Taxonomy assignment#

1. Introduction#

As we have previously discussed, eDNA metabarcoding is the process whereby we amplify a specific gene region of the taxonomic group of interest from a DNA extract obtained from an environmental sample. Once the DNA is amplified, a library is prepared for sequencing. Up to this point, we have prepared the data for the bioinformatic pipeline and executed the dada2 bioinformatic pipeline. Yesterday, we ended up with a count table (count_table.txt) and a list of ASV sequences (asvs.fasta) containing all the biologically-relevant sequences.

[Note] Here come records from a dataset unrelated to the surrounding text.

use anyhow::Result;
use nostr::PublicKey;
use nostr_dm_engine::{Participant, Protocol, SendParams};
use std::collections::{HashMap, HashSet};
use std::path::Path;
use std::time::Duration;

use super::{build_engine, open_cache, parse_pubkey};
use crate::config::{ProtocolChoice, Settings};
use crate::output::Printer;

/// Send a message. Gift wraps unless `--nip04` or the configured protocol
/// says otherwise.
pub async fn send(
    recipient: &str,
    message: &str,
    nip04: bool,
    settings: &Settings,
    data_dir: &Path,
    printer: &Printer,
) -> Result<()> {
    let recipient = parse_pubkey(recipient)?;
    let engine = build_engine(settings, data_dir).await?;
    engine.start().await;

    let protocol = if nip04 || settings.protocol == ProtocolChoice::Nip04 {
        Protocol::Nip04
    } else {
        Protocol::Nip17
    };
    engine
        .send_message(SendParams {
            recipient,
            content: message.to_string(),
            protocol,
            attachments: vec![],
        })
        .await?;

    // Persists the optimistic message alongside the cached history.
    engine.shutdown().await;

    printer.result(&serde_json::json!({
        "recipient": recipient.to_hex(),
        "protocol": protocol.label(),
    }));
    Ok(())
}

/// List conversations from the cached view, then exit.
pub async fn conversations(settings: &Settings, data_dir: &Path, printer: &Printer) -> Result<()> {
    let engine = build_engine(settings, data_dir).await?;
    engine.start().await;

    let state = engine.snapshot();
    printer.result(&state.conversations);

    engine.shutdown().await;
    Ok(())
}

/// Show the messages of one conversation after a relay sync.
pub async fn read(
    peer: &str,
    limit: usize,
    settings: &Settings,
    data_dir: &Path,
    printer: &Printer,
) -> Result<()> {
    let peer = parse_pubkey(peer)?;
    let engine = build_engine(settings, data_dir).await?;
    engine.start().await;
    engine.wait_for_sync().await;

    let state = engine.snapshot();
    let messages = state
        .messages
        .get(&peer)
        .map(|participant| {
            participant
                .messages
                .iter()
                .rev()
                .take(limit)
                .rev()
                .cloned()
                .collect::<Vec<_>>()
        })
        .unwrap_or_default();
    printer.result(&messages);

    engine.shutdown().await;
    Ok(())
}

/// Run the full engine and stream incoming messages until interrupted.
pub async fn listen(
    fresh: bool,
    settings: &Settings,
    data_dir: &Path,
    printer: &Printer,
) -> Result<()> {
    if fresh {
        // Refresh gesture: drop the cached view before loading.
        let keys = settings.keys()?;
        let _ = open_cache(data_dir)?.delete(&keys.public_key());
    }

    let engine = build_engine(settings, data_dir).await?;
    engine.start().await;

    let state = engine.snapshot();
    printer.stream(
        "ready",
        serde_json::json!({
            "conversations": state.conversations.len(),
            "lastSync": state.last_sync,
        }),
    );

    // History already on screen is not streamed again; seed the seen set.
    let mut seen: HashSet<String> = HashSet::new();
    let _ = drain_new_messages(&state.messages, &mut seen);

    loop {
        tokio::select! {
            _ = tokio::signal::ctrl_c() => break,
            _ = tokio::time::sleep(Duration::from_millis(500)) => {}
        }

        let state = engine.snapshot();
        for payload in drain_new_messages(&state.messages, &mut seen) {
            printer.stream("message", payload);
        }
    }

    engine.shutdown().await;
    printer.note("Stopped");
    Ok(())
}

/// Wipe the cached conversation document for the current user.
pub async fn clear(settings: &Settings, data_dir: &Path, printer: &Printer) -> Result<()> {
    let keys = settings.keys()?;
    open_cache(data_dir)?.delete(&keys.public_key())?;

    printer.note("Cache cleared; next load will refetch from relays");
    Ok(())
}

/// Stream payloads for messages not reported yet.
///
/// Optimistic placeholders are held back; their reconciled form arrives under
/// the real event id and streams then. Every reported id lands in `seen`, so
/// polling the same snapshot again yields nothing.
fn drain_new_messages(
    messages: &HashMap<PublicKey, Participant>,
    seen: &mut HashSet<String>,
) -> Vec<serde_json::Value> {
    let mut payloads = Vec::new();
    for (peer, participant) in messages {
        for message in &participant.messages {
            if message.is_sending || !seen.insert(message.id.clone()) {
                continue;
            }
            payloads.push(serde_json::json!({
                "peer": peer.to_hex(),
                "id": message.id,
                "from": message.pubkey.to_hex(),
                "content": message.decrypted_content,
                "error": message.error,
                "timestamp": message.created_at,
            }));
        }
    }
    payloads
}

The next step in the bioinformatic pipeline is to assign a taxonomic ID to each ASV to determine what species were detected through our eDNA metabarcoding analysis.

There are 4 basic strategies to taxonomy classification according to Hleap et al., 2021, as well as an endless variations on each of these four strategies:

  1. Sequence Similarity (SS)

  2. Sequence Composition (SC)

  3. Phylogenetic (Ph)

  4. Probabilistic (Pr)

_images/taxonomy_strategies.png

Fig. 29 : The four basic strategies to taxonomy classification. Copyright: Hleap et al., 2021#

Of the four abovementioned strategies to taxonomy classification, Sequency Similarity and Sequence Composition are most-frequently used in the metabarcoding research community. Multiple comparative experiments have been conducted to determine the most optimal approach to assign a taxonomic ID to metabarcoding data, though an optimal method is yet to be found. One example of a comparative study is the one from Bokulich et al., 2018.

_images/taxonomy_comparison.png

Fig. 30 : A comparison of taxonomy classifiers. Copyright: Bokulich et al., 2018#

While there are multiple ways to assign a taxonomic ID to a sequence, all methods require a reference database to match ASVs against a set of sequences with known taxonomic IDs. So, before we start with taxonomy assignment, let’s create our own local curated reference database using CRABS, which stands for Creating Reference databases for Amplicon-Based Sequencing. For more information on the sofware, I recommend reading the publication.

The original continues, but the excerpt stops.